• Problem description: Copy each line of the data beneath in which the word "Option" appears.

• Dataset entries:
※ ※ ※
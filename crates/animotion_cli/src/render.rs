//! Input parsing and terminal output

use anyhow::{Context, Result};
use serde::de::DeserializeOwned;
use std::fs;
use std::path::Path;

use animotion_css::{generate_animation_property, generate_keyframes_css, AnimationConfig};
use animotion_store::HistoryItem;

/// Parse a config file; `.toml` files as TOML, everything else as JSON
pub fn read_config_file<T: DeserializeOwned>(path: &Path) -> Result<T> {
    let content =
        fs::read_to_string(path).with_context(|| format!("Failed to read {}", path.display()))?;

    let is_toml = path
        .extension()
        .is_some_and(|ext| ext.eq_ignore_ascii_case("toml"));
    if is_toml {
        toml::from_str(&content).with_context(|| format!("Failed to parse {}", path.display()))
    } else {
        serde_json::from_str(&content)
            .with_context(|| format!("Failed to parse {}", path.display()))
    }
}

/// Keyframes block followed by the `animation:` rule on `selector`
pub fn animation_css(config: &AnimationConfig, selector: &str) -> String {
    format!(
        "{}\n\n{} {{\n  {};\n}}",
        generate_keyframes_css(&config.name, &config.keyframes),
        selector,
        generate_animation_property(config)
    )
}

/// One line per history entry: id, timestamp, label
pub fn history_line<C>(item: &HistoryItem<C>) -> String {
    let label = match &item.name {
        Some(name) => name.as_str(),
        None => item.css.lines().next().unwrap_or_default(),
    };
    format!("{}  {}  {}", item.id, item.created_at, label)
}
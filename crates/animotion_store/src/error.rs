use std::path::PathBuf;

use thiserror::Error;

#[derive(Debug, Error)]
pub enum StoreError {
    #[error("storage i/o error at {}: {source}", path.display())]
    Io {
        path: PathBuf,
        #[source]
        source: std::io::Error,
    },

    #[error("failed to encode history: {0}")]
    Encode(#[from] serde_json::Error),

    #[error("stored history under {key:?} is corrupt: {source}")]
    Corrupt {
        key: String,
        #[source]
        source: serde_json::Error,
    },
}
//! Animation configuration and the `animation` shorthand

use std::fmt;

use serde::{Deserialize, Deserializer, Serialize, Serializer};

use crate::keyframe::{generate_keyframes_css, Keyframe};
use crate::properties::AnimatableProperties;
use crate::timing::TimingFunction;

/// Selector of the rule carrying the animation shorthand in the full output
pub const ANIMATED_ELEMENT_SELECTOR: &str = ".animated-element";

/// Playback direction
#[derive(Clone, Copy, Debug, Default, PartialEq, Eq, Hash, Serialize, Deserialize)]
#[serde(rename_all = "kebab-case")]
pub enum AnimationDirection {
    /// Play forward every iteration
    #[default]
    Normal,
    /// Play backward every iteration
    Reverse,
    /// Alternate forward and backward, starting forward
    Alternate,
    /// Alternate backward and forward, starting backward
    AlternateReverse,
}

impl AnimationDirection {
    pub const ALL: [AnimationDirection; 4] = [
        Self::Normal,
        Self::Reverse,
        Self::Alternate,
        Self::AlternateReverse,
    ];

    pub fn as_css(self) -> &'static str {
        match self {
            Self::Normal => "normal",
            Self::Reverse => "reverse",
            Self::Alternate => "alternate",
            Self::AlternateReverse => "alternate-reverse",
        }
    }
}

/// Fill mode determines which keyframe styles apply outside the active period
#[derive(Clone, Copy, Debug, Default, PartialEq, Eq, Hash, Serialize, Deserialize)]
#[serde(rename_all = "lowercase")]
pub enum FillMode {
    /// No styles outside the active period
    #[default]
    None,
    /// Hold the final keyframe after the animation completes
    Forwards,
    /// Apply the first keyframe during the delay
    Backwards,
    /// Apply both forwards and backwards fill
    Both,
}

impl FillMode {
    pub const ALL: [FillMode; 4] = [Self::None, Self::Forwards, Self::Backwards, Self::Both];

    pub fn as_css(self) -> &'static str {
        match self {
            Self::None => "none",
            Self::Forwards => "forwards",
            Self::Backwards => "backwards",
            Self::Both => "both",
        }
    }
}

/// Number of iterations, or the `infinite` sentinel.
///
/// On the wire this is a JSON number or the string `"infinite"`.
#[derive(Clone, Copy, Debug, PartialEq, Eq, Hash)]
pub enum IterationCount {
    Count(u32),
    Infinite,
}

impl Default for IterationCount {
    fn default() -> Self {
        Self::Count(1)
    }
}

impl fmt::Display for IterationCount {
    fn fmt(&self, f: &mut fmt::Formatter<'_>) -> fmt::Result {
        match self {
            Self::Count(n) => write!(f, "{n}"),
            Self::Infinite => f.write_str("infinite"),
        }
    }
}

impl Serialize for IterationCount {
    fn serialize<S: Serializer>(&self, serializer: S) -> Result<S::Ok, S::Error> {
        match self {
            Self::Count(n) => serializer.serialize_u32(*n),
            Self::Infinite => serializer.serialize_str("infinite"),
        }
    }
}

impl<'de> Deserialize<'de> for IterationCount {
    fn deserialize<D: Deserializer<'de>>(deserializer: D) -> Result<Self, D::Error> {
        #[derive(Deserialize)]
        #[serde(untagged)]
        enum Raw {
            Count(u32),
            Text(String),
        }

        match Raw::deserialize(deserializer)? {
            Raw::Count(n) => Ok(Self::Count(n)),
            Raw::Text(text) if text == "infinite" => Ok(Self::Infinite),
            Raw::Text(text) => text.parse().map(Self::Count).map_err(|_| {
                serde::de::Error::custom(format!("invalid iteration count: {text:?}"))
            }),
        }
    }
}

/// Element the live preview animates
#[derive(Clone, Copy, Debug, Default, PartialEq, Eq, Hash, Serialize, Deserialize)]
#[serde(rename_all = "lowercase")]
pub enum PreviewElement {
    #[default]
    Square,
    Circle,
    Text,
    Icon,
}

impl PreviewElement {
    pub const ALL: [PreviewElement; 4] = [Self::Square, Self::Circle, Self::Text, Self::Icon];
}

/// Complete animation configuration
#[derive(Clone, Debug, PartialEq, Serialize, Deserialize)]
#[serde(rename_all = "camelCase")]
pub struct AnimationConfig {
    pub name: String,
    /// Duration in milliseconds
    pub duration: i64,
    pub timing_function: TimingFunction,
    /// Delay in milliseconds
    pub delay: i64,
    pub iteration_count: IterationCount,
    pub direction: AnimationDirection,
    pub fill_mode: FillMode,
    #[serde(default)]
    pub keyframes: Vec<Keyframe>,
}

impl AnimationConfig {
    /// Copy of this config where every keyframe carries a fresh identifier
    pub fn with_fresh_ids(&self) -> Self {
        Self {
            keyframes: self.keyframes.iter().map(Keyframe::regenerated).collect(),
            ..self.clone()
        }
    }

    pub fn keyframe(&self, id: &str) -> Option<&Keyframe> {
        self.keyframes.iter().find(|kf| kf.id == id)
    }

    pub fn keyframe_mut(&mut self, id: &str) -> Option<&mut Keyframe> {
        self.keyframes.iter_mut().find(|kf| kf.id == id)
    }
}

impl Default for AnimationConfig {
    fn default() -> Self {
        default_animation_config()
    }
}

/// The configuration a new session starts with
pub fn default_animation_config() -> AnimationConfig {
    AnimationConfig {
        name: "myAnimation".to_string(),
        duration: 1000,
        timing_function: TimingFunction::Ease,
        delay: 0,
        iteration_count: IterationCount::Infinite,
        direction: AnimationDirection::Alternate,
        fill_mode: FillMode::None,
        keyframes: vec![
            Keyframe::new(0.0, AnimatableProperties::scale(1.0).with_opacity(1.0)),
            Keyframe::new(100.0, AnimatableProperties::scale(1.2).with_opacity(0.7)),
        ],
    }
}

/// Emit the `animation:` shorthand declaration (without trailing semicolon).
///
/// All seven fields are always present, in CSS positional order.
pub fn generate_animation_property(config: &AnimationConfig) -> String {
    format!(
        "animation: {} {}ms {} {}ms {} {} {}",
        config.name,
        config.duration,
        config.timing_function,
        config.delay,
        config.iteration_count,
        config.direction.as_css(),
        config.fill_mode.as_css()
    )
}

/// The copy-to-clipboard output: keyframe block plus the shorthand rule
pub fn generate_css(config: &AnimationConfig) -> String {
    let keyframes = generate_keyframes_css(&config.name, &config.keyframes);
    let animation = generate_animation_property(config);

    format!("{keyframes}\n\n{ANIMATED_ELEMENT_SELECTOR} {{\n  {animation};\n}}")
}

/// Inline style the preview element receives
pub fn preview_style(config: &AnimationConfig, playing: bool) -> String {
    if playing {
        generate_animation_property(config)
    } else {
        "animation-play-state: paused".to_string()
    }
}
※ ※ ※
• Response to this task:
    pub fn keyframe(&self, id: &str) -> Option<&Keyframe> {
    pub fn keyframe_mut(&mut self, id: &str) -> Option<&mut Keyframe> {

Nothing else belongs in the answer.